Dr. Kai Li, a professor at Stanford University and co-founder of Data Domain, was recently in the country to give a   guest lecture at AUT about de-duplication technology and the massive potential that can be harnessed by reducing   redundant data.

Li said the technology will replace tapes and that data de-duplication will do for the storage industry what the iPod did  for the music industry.

“As humans we just don’t like tapes,” he said. “That’s why we replaced music cassettes with the iPod, we’re replacing  VCRs with DVRs, and now we’re replacing backup tapes with deduplication storage.”

Unlike backup tapes, which take a long time to access the stored data, de-duplication technology can access it quickly  and, if the software has strong architecture, data can be recovered reliably. Li said that with manual recovery of tapes,  the probability of a successful recovery is 90% because 10% of the time the tape can’t be found or read back. Another area where data deduplication presents opportunities is within archival storage, especially with emails, which typically have a lot of duplicate copies stored, so the compression rate is typically five to one.

“De-duplication can be done in multiple locations, it can be done at the source, or at the server, but in that kind of  situation [archiving] de-duplication can help reduce network traffic in addition to reducing the space and power in the  data centre,” he said.

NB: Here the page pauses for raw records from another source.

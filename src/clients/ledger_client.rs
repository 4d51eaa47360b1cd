//! # Ledger Client
//!
//! High-level API for the Ledger actor. Wraps a `ResourceClient<Product, LedgerPolicy>`
//! and returns [`LedgerError`] for every failure, with the ledger's own error variants
//! recovered from the framework error.
use crate::ledger_actor::{LedgerAction, LedgerCommand, LedgerError, LedgerPolicy, LedgerReply};
use crate::model::{ConsistencyMode, InventorySnapshot, Product, ProductId};
use actor_framework::{ActorClient, FrameworkError, ResourceClient};
use async_trait::async_trait;
use std::time::Duration;
use tracing::{debug, instrument, warn};

/// Client for interacting with the Ledger actor.
#[derive(Clone)]
pub struct LedgerClient {
    inner: ResourceClient<Product, LedgerPolicy>,
}

impl LedgerClient {
    pub fn new(inner: ResourceClient<Product, LedgerPolicy>) -> Self {
        Self { inner }
    }
}

#[async_trait]
impl ActorClient<Product, LedgerPolicy> for LedgerClient {
    type Error = LedgerError;

    fn inner(&self) -> &ResourceClient<Product, LedgerPolicy> {
        &self.inner
    }

    fn map_error(e: FrameworkError) -> Self::Error {
        LedgerError::from(e)
    }
}

impl LedgerClient {
    async fn action(&self, id: ProductId, action: LedgerAction) -> Result<Product, LedgerError> {
        Ok(self.inner.perform_action(id, action).await?)
    }

    async fn command(&self, command: LedgerCommand) -> Result<LedgerReply, LedgerError> {
        Ok(self.inner.command(command).await?)
    }

    /// Holds `quantity` units. In eventual mode the hold lands after the eventual delay
    /// and the returned product predates it.
    #[instrument(skip(self, id), fields(id = %id))]
    pub async fn reserve(&self, id: ProductId, quantity: u32) -> Result<Product, LedgerError> {
        self.reserve_versioned(id, quantity, None).await
    }

    #[instrument(skip(self, id), fields(id = %id))]
    pub async fn reserve_versioned(
        &self,
        id: ProductId,
        quantity: u32,
        expected_version: Option<u64>,
    ) -> Result<Product, LedgerError> {
        debug!("Reserving stock");
        match self
            .command(LedgerCommand::Reserve {
                id,
                quantity,
                expected_version,
            })
            .await?
        {
            LedgerReply::Reserved { product, .. } => Ok(product),
            _ => unreachable!("Reserve command must return Reserved reply"),
        }
    }

    #[instrument(skip(self, id), fields(id = %id))]
    pub async fn commit(&self, id: ProductId, quantity: u32) -> Result<Product, LedgerError> {
        self.commit_versioned(id, quantity, None).await
    }

    #[instrument(skip(self, id), fields(id = %id))]
    pub async fn commit_versioned(
        &self,
        id: ProductId,
        quantity: u32,
        expected_version: Option<u64>,
    ) -> Result<Product, LedgerError> {
        self.action(
            id,
            LedgerAction::Commit {
                quantity,
                expected_version,
            },
        )
        .await
    }

    /// Clamps at zero. An unknown product is ignored and yields `None`; only a dead
    /// actor fails.
    #[instrument(skip(self, id), fields(id = %id))]
    pub async fn release(
        &self,
        id: ProductId,
        quantity: u32,
    ) -> Result<Option<Product>, LedgerError> {
        match self.action(id, LedgerAction::Release(quantity)).await {
            Ok(product) => Ok(Some(product)),
            Err(LedgerError::NotFound(_)) => {
                warn!(%id, quantity, "Release for unknown product ignored");
                Ok(None)
            }
            Err(e) => Err(e),
        }
    }

    #[instrument(skip(self, id), fields(id = %id))]
    pub async fn replenish(&self, id: ProductId, quantity: u32) -> Result<Product, LedgerError> {
        self.replenish_versioned(id, quantity, None).await
    }

    #[instrument(skip(self, id), fields(id = %id))]
    pub async fn replenish_versioned(
        &self,
        id: ProductId,
        quantity: u32,
        expected_version: Option<u64>,
    ) -> Result<Product, LedgerError> {
        self.action(
            id,
            LedgerAction::Replenish {
                quantity,
                expected_version,
            },
        )
        .await
    }

    #[instrument(skip(self))]
    pub async fn set_mode(&self, mode: ConsistencyMode) -> Result<(), LedgerError> {
        self.command(LedgerCommand::SetMode(mode)).await?;
        Ok(())
    }

    pub async fn mode(&self) -> Result<ConsistencyMode, LedgerError> {
        match self.command(LedgerCommand::Mode).await? {
            LedgerReply::Mode(mode) => Ok(mode),
            _ => unreachable!("Mode command must return Mode reply"),
        }
    }

    /// Affects reservations made afterwards.
    #[instrument(skip(self))]
    pub async fn set_eventual_delay(&self, delay: Duration) -> Result<(), LedgerError> {
        self.command(LedgerCommand::SetEventualDelay(delay)).await?;
        Ok(())
    }

    /// Full product list plus the active mode.
    pub async fn snapshot(&self) -> Result<InventorySnapshot, LedgerError> {
        match self.command(LedgerCommand::Snapshot).await? {
            LedgerReply::Snapshot(snapshot) => Ok(snapshot),
            _ => unreachable!("Snapshot command must return Snapshot reply"),
        }
    }
}
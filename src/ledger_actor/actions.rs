//! Custom actions and store commands for the Ledger actor.

use crate::model::{ConsistencyMode, InventorySnapshot, Product, ProductId};
use std::time::Duration;

/// Per-product mutations. Each one bumps the product's version when it succeeds.
///
/// `expected_version`, when present, must match the current version or the action
/// fails with [`LedgerError::Conflict`](super::LedgerError::Conflict) and changes
/// nothing.
#[derive(Debug, Clone)]
pub enum LedgerAction {
    /// Adds to `reserved` without an availability check. Scheduled by eventual-mode
    /// reservations, which were checked when requested.
    ApplyReservation(u32),
    /// Debits reserved units from stock.
    Commit {
        quantity: u32,
        expected_version: Option<u64>,
    },
    /// Returns reserved units, clamping at zero. Never fails.
    Release(u32),
    Replenish {
        quantity: u32,
        expected_version: Option<u64>,
    },
}

/// Ledger-wide operations.
#[derive(Debug, Clone)]
pub enum LedgerCommand {
    /// Reservations depend on the consistency mode, so they go through the store.
    Reserve {
        id: ProductId,
        quantity: u32,
        expected_version: Option<u64>,
    },
    SetMode(ConsistencyMode),
    Mode,
    SetEventualDelay(Duration),
    Snapshot,
}

#[derive(Debug, Clone)]
pub enum LedgerReply {
    /// The product as of the reply; in eventual mode the hold is not applied yet.
    Reserved {
        product: Product,
        mode: ConsistencyMode,
    },
    Mode(ConsistencyMode),
    EventualDelay(Duration),
    Snapshot(InventorySnapshot),
}
//! Store commands for the Pipeline actor.
//!
//! Queue membership and the in-flight slot belong to the pipeline as a whole, so every
//! pipeline operation is a command; orders themselves only take the status override
//! (the entity's update).

use crate::model::{Fulfillment, Order, OrderCreate, OrderId, OrdersSnapshot, QueueStatus};

#[derive(Debug, Clone)]
pub enum PipelineCommand {
    /// Index the order, append it to its lane and wake the drain loop.
    Submit(OrderCreate),
    /// Pop the next pending order (expedited first) and mark it processing.
    NextOrder,
    /// Report the drain loop's outcome for the in-flight order.
    Finish { id: OrderId, outcome: Fulfillment },
    QueueStatus,
    Orders,
}

#[derive(Debug, Clone)]
pub enum PipelineReply {
    Submitted(Order),
    Next(Option<Order>),
    Finished(Order),
    QueueStatus(QueueStatus),
    Orders(OrdersSnapshot),
}
//! # Actor Framework
//!
//! Building blocks for type-safe actor systems on Tokio. Each actor owns a collection
//! of entities and processes requests one at a time, which gives every collection a
//! single serialization point without locks.
//!
//! ## Layers
//!
//! 1. **Entity Layer** ([`ActorEntity`]) - per-entity business logic: creation,
//!    updates, and custom actions.
//! 2. **Store Layer** ([`StorePolicy`], [`Store`]) - collection-wide state and the
//!    commands that need it (selection among entities, global modes, queues).
//! 3. **Runtime Layer** ([`ResourceActor`]) - the message loop, deferred actions
//!    ([`DeferredQueue`]) and periodic ticks.
//! 4. **Interface Layer** ([`ResourceClient`], [`ActorClient`]) - typed async requests.
//!
//! ## Example
//!
//! ```rust
//! use actor_framework::{ActorEntity, ResourceActor};
//! use async_trait::async_trait;
//! use std::time::Duration;
//!
//! #[derive(Clone, Debug)]
//! struct Counter {
//!     id: u32,
//!     value: u64,
//! }
//!
//! #[derive(Debug)] struct CounterCreate;
//! #[derive(Debug)] struct CounterUpdate { value: u64 }
//! #[derive(Debug)] enum CounterAction { Bump }
//! #[derive(Debug, thiserror::Error)] #[error("counter error")] struct CounterError;
//!
//! #[async_trait]
//! impl ActorEntity for Counter {
//!     type Id = u32;
//!     type Create = CounterCreate;
//!     type Update = CounterUpdate;
//!     type Action = CounterAction;
//!     type ActionResult = u64;
//!     type Context = ();
//!     type Error = CounterError;
//!
//!     fn assign_id(seq: u32, _: &CounterCreate) -> u32 { seq }
//!
//!     fn from_create_params(id: u32, _: CounterCreate) -> Result<Self, Self::Error> {
//!         Ok(Self { id, value: 0 })
//!     }
//!
//!     async fn on_update(&mut self, update: CounterUpdate, _: &()) -> Result<(), Self::Error> {
//!         self.value = update.value;
//!         Ok(())
//!     }
//!
//!     async fn handle_action(&mut self, _: CounterAction, _: &()) -> Result<u64, Self::Error> {
//!         self.value += 1;
//!         Ok(self.value)
//!     }
//! }
//!
//! #[tokio::main]
//! async fn main() {
//!     let (actor, client) = ResourceActor::<Counter>::new(10);
//!     tokio::spawn(actor.with_seed([CounterCreate]).run(()));
//!
//!     assert_eq!(client.perform_action(1, CounterAction::Bump).await.unwrap(), 1);
//!
//!     client.defer(1, CounterAction::Bump, Duration::from_millis(10)).await.unwrap();
//!     tokio::time::sleep(Duration::from_millis(50)).await;
//!     assert_eq!(client.get(1).await.unwrap().unwrap().value, 2);
//! }
//! ```
//!
//! ## Context Injection
//!
//! Dependencies are injected when the actor starts, through `run(context)`, not at
//! construction. Actors can therefore be created first and wired afterwards, and tests
//! can inject mocks (see [`mock`]).
//!
//! ## Concurrency Model
//!
//! - Each actor runs in its own Tokio task.
//! - Requests, deferred actions and ticks are processed **sequentially** within an actor.
//! - Different actors run in parallel and share nothing but channels.

pub mod actor;
pub mod client;
pub mod client_trait;
pub mod entity;
pub mod error;
pub mod message;
pub mod mock;
pub mod policy;
pub mod schedule;
pub mod telemetry;

// Re-export core types for convenience
pub use actor::ResourceActor;
pub use client::ResourceClient;
pub use client_trait::ActorClient;
pub use entity::ActorEntity;
pub use error::FrameworkError;
pub use message::{ResourceRequest, Response};
pub use policy::{Store, StorePolicy};
pub use schedule::DeferredQueue;
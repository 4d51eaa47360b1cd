//! # Observability & Tracing
//!
//! [`setup_tracing`] installs the compact `tracing-subscriber` formatter used by every
//! binary in the workspace. Verbosity comes from `RUST_LOG`:
//!
//! ```bash
//! RUST_LOG=info cargo run      # lifecycle, creations, selections
//! RUST_LOG=debug cargo run     # every request with its payload
//! RUST_LOG=actor_framework=debug,storefront_sim=info cargo run
//! ```
//!
//! Actors log with an `entity_type` field (e.g. `entity_type="Order"`), so module
//! paths are hidden (`with_target(false)`).
//!
//! With `RUST_LOG=debug` a single order placement reads like:
//!
//! ```text
//! DEBUG Command entity_type="ServiceInstance" command=Select(Order)
//! DEBUG Action entity_type="ServiceInstance" id=order-1 action=RecordRequest
//! DEBUG Command entity_type="Product" command=Reserve { id: ProductId(1), quantity: 2, expected_version: None }
//! DEBUG Command entity_type="Order" command=Submit(OrderCreate { .. })
//! INFO  Order queued id=order-1 priority=Standard size=1
//! DEBUG Defer entity_type="ServiceInstance" id=order-1 action=ReleaseLoad after=100ms
//! ```

/// Initializes the global subscriber. Call once, at the start of `main`.
pub fn setup_tracing() {
    tracing_subscriber::fmt()
        .with_env_filter(tracing_subscriber::EnvFilter::from_default_env())
        .with_target(false)
        .compact()
        .init();
}
//! Priority queues and the single in-flight slot.

use super::{PipelineCommand, PipelineError, PipelineReply};
use crate::model::{
    Fulfillment, Order, OrderCreate, OrderId, OrderStatus, OrdersSnapshot, Priority, QueueStatus,
};
use actor_framework::{ActorEntity, Store, StorePolicy};
use std::collections::VecDeque;
use std::sync::Arc;
use tokio::sync::Notify;
use tracing::{debug, info};

/// Pipeline-wide state: two FIFO lanes and the order the drain loop holds, if any.
///
/// Lanes hold ids only; the orders live in the store. Expedited always drains first,
/// so a steady expedited stream starves the standard lane.
#[derive(Debug, Default)]
pub struct PipelinePolicy {
    expedited: VecDeque<OrderId>,
    standard: VecDeque<OrderId>,
    in_flight: Option<OrderId>,
    wake: Arc<Notify>,
}

impl PipelinePolicy {
    pub fn new() -> Self {
        Self::default()
    }

    /// Signalled on every submission. The drain loop waits on it while idle.
    pub fn wake_signal(&self) -> Arc<Notify> {
        self.wake.clone()
    }

    fn lane(&mut self, priority: Priority) -> &mut VecDeque<OrderId> {
        match priority {
            Priority::Expedited => &mut self.expedited,
            Priority::Standard => &mut self.standard,
        }
    }

    fn submit(&mut self, store: &mut Store<Order>, params: OrderCreate) -> Order {
        let id = Order::assign_id(store.next_seq(), &params);
        let order = Order::new(id, params);
        self.lane(order.priority).push_back(id);
        store.insert(id, order.clone());
        info!(%id, priority = ?order.priority, size = store.len(), "Order queued");
        self.wake.notify_one();
        order
    }

    fn next_order(&mut self, store: &mut Store<Order>) -> Result<Option<Order>, PipelineError> {
        if let Some(id) = self.in_flight {
            return Err(PipelineError::Busy(id));
        }
        while let Some(id) = self.expedited.pop_front().or_else(|| self.standard.pop_front()) {
            let Some(order) = store.get_mut(&id) else {
                continue;
            };
            if order.status != OrderStatus::Pending {
                debug!(%id, status = %order.status, "Skipping order settled while queued");
                continue;
            }
            order.start_processing();
            self.in_flight = Some(id);
            return Ok(Some(order.clone()));
        }
        Ok(None)
    }

    fn finish(
        &mut self,
        store: &mut Store<Order>,
        id: OrderId,
        outcome: Fulfillment,
    ) -> Result<Order, PipelineError> {
        if self.in_flight != Some(id) {
            return Err(PipelineError::NotInFlight(id));
        }
        self.in_flight = None;
        let order = store
            .get_mut(&id)
            .ok_or_else(|| PipelineError::NotFound(id.to_string()))?;
        // An external override while processing wins over the drain loop's roll.
        if order.status == OrderStatus::Processing {
            match outcome {
                Fulfillment::Completed => order.set_status(OrderStatus::Completed, None),
                Fulfillment::Failed(reason) => {
                    order.set_status(OrderStatus::Failed, Some(reason))
                }
            }
        }
        info!(%id, status = %order.status, "Order finished");
        Ok(order.clone())
    }

    fn queue_status(&self, store: &Store<Order>) -> QueueStatus {
        QueueStatus {
            expedited_queue: self.expedited.len(),
            standard_queue: self.standard.len(),
            processing: self.in_flight.is_some(),
            processing_order: self.in_flight.and_then(|id| store.get(&id).cloned()),
        }
    }
}

impl StorePolicy<Order> for PipelinePolicy {
    type Command = PipelineCommand;
    type Reply = PipelineReply;

    fn handle_command(
        &mut self,
        command: PipelineCommand,
        store: &mut Store<Order>,
        _ctx: &(),
    ) -> Result<PipelineReply, PipelineError> {
        match command {
            PipelineCommand::Submit(params) => {
                Ok(PipelineReply::Submitted(self.submit(store, params)))
            }
            PipelineCommand::NextOrder => Ok(PipelineReply::Next(self.next_order(store)?)),
            PipelineCommand::Finish { id, outcome } => {
                Ok(PipelineReply::Finished(self.finish(store, id, outcome)?))
            }
            PipelineCommand::QueueStatus => {
                Ok(PipelineReply::QueueStatus(self.queue_status(store)))
            }
            PipelineCommand::Orders => {
                let mut orders: Vec<Order> = store.iter().cloned().collect();
                orders.reverse();
                Ok(PipelineReply::Orders(OrdersSnapshot {
                    orders,
                    queue_status: self.queue_status(store),
                }))
            }
        }
    }
}

#[cfg(test)]
mod tests {
    use super::*;
    use crate::model::ProductId;

    fn params(priority: Priority) -> OrderCreate {
        OrderCreate {
            user_id: "user-1".into(),
            product_id: ProductId(1),
            product_name: "Laptop Pro".into(),
            quantity: 1,
            priority,
        }
    }

    fn next(policy: &mut PipelinePolicy, store: &mut Store<Order>) -> Option<Order> {
        policy.next_order(store).unwrap()
    }

    #[test]
    fn expedited_lane_drains_first() {
        let mut store = Store::new();
        let mut policy = PipelinePolicy::new();
        let standard = policy.submit(&mut store, params(Priority::Standard));
        let expedited = policy.submit(&mut store, params(Priority::Expedited));

        let first = next(&mut policy, &mut store).unwrap();
        assert_eq!(first.id, expedited.id);
        assert_eq!(first.status, OrderStatus::Processing);
        assert!(first.processed_at.is_some());

        policy
            .finish(&mut store, first.id, Fulfillment::Completed)
            .unwrap();
        assert_eq!(next(&mut policy, &mut store).unwrap().id, standard.id);
    }

    #[test]
    fn only_one_order_in_flight() {
        let mut store = Store::new();
        let mut policy = PipelinePolicy::new();
        policy.submit(&mut store, params(Priority::Standard));
        policy.submit(&mut store, params(Priority::Standard));

        let first = next(&mut policy, &mut store).unwrap();
        assert_eq!(
            policy.next_order(&mut store).unwrap_err(),
            PipelineError::Busy(first.id)
        );
        let status = policy.queue_status(&store);
        assert!(status.processing);
        assert_eq!(status.standard_queue, 1);
        assert_eq!(status.processing_order.map(|o| o.id), Some(first.id));
    }

    #[test]
    fn failure_records_reason_and_completion_time() {
        let mut store = Store::new();
        let mut policy = PipelinePolicy::new();
        policy.submit(&mut store, params(Priority::Expedited));
        let order = next(&mut policy, &mut store).unwrap();

        let done = policy
            .finish(
                &mut store,
                order.id,
                Fulfillment::Failed("Payment processing failed".into()),
            )
            .unwrap();
        assert_eq!(done.status, OrderStatus::Failed);
        assert_eq!(done.error.as_deref(), Some("Payment processing failed"));
        assert!(done.completed_at.is_some());
        assert!(!policy.queue_status(&store).processing);
    }

    #[test]
    fn queued_orders_settled_externally_are_skipped() {
        let mut store = Store::new();
        let mut policy = PipelinePolicy::new();
        let settled = policy.submit(&mut store, params(Priority::Expedited));
        let pending = policy.submit(&mut store, params(Priority::Standard));
        store
            .get_mut(&settled.id)
            .unwrap()
            .set_status(OrderStatus::Completed, None);

        assert_eq!(next(&mut policy, &mut store).unwrap().id, pending.id);
    }

    #[test]
    fn finish_does_not_overwrite_external_override() {
        let mut store = Store::new();
        let mut policy = PipelinePolicy::new();
        policy.submit(&mut store, params(Priority::Standard));
        let order = next(&mut policy, &mut store).unwrap();
        store
            .get_mut(&order.id)
            .unwrap()
            .set_status(OrderStatus::Failed, Some("Payment declined".into()));

        let done = policy
            .finish(&mut store, order.id, Fulfillment::Completed)
            .unwrap();
        assert_eq!(done.status, OrderStatus::Failed);
        assert_eq!(done.error.as_deref(), Some("Payment declined"));
    }

    #[test]
    fn finishing_an_order_not_in_flight_is_rejected() {
        let mut store = Store::new();
        let mut policy = PipelinePolicy::new();
        let order = policy.submit(&mut store, params(Priority::Standard));
        assert_eq!(
            policy
                .finish(&mut store, order.id, Fulfillment::Completed)
                .unwrap_err(),
            PipelineError::NotInFlight(order.id)
        );
    }

    #[test]
    fn orders_list_newest_first() {
        let mut store = Store::new();
        let mut policy = PipelinePolicy::new();
        let first = policy.submit(&mut store, params(Priority::Standard));
        let second = policy.submit(&mut store, params(Priority::Expedited));

        let Ok(PipelineReply::Orders(snapshot)) =
            policy.handle_command(PipelineCommand::Orders, &mut store, &())
        else {
            panic!("Expected Orders reply");
        };
        let ids: Vec<OrderId> = snapshot.orders.iter().map(|o| o.id).collect();
        assert_eq!(ids, vec![second.id, first.id]);
        assert_eq!(snapshot.queue_status.expedited_queue, 1);
        assert_eq!(snapshot.queue_status.standard_queue, 1);
    }
}
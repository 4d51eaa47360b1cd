//! Error types for the Pipeline actor.

use crate::model::OrderId;
use actor_framework::FrameworkError;
use thiserror::Error;

/// Errors that can occur during pipeline operations.
#[derive(Debug, Clone, Error, PartialEq)]
pub enum PipelineError {
    /// The requested order was not found.
    #[error("Order not found: {0}")]
    NotFound(String),

    /// The drain loop asked for work while an order is still in flight.
    #[error("Order {0} is still in flight")]
    Busy(OrderId),

    /// A result was reported for an order the drain loop does not hold.
    #[error("Order {0} is not in flight")]
    NotInFlight(OrderId),

    /// An error occurred while communicating with the actor system.
    #[error("Actor communication error: {0}")]
    ActorCommunicationError(String),
}

impl From<FrameworkError> for PipelineError {
    fn from(e: FrameworkError) -> Self {
        match e {
            FrameworkError::NotFound(id) => PipelineError::NotFound(id),
            other => other
                .into_entity_error::<PipelineError>()
                .unwrap_or_else(|e| PipelineError::ActorCommunicationError(e.to_string())),
        }
    }
}
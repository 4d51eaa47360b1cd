//! Consistency-mode handling for reservations.

use super::{LedgerAction, LedgerCommand, LedgerError, LedgerReply};
use crate::model::{ConsistencyMode, InventorySnapshot, Product, ProductId};
use actor_framework::{Store, StorePolicy};
use std::time::Duration;
use tracing::{debug, info};

/// Ledger-wide state: the consistency mode and the eventual-mode delay.
///
/// Changing either only affects reservations made afterwards; holds already
/// scheduled keep their original deadline.
#[derive(Debug)]
pub struct LedgerPolicy {
    mode: ConsistencyMode,
    eventual_delay: Duration,
}

impl LedgerPolicy {
    pub fn new(mode: ConsistencyMode, eventual_delay: Duration) -> Self {
        Self {
            mode,
            eventual_delay,
        }
    }

    fn reserve(
        &self,
        store: &mut Store<Product>,
        id: ProductId,
        quantity: u32,
        expected_version: Option<u64>,
    ) -> Result<Product, LedgerError> {
        let product = store
            .get_mut(&id)
            .ok_or_else(|| LedgerError::NotFound(id.to_string()))?;
        product.check_version(expected_version)?;
        product.check_available(quantity)?;

        match self.mode {
            ConsistencyMode::Strong => {
                product.apply_reservation(quantity);
                Ok(product.clone())
            }
            ConsistencyMode::Eventual => {
                // Later availability checks do not see this hold until it is applied.
                let snapshot = product.clone();
                store.defer(
                    self.eventual_delay,
                    id,
                    LedgerAction::ApplyReservation(quantity),
                );
                debug!(%id, quantity, delay = ?self.eventual_delay, "Reservation deferred");
                Ok(snapshot)
            }
        }
    }
}

impl Default for LedgerPolicy {
    fn default() -> Self {
        Self::new(ConsistencyMode::Strong, Duration::from_millis(2000))
    }
}

impl StorePolicy<Product> for LedgerPolicy {
    type Command = LedgerCommand;
    type Reply = LedgerReply;

    fn handle_command(
        &mut self,
        command: LedgerCommand,
        store: &mut Store<Product>,
        _ctx: &(),
    ) -> Result<LedgerReply, LedgerError> {
        match command {
            LedgerCommand::Reserve {
                id,
                quantity,
                expected_version,
            } => {
                let product = self.reserve(store, id, quantity, expected_version)?;
                Ok(LedgerReply::Reserved {
                    product,
                    mode: self.mode,
                })
            }
            LedgerCommand::SetMode(mode) => {
                info!(from = %self.mode, to = %mode, "Consistency mode changed");
                self.mode = mode;
                Ok(LedgerReply::Mode(mode))
            }
            LedgerCommand::Mode => Ok(LedgerReply::Mode(self.mode)),
            LedgerCommand::SetEventualDelay(delay) => {
                self.eventual_delay = delay;
                Ok(LedgerReply::EventualDelay(delay))
            }
            LedgerCommand::Snapshot => Ok(LedgerReply::Snapshot(InventorySnapshot {
                products: store.iter().cloned().collect(),
                consistency_mode: self.mode,
            })),
        }
    }
}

Like with any technology, Li said there will always be those late to catch on, but like the iPod, the technology is set to  revolutionise the storage market.

“Any revolutionary replacement will take time. There are always people who are very eager to replace, there are  always people who are resisting changes,” he said. “So this change will take time, but it is clear, I think in the industry,  and in the marketplace, this is the right thing to do.”

But just as all mp3 players are not the same, Li said that as de-duplication becomes a ‘hot product’, adopters should  be wary of the number of products in the marketplace by testing the actual compression ratio before committing to any  one technology or product.

Li said: “You can call one thing data deduplication, but a good de-duplication technology will give you a much higher compression ratio, which is what you want".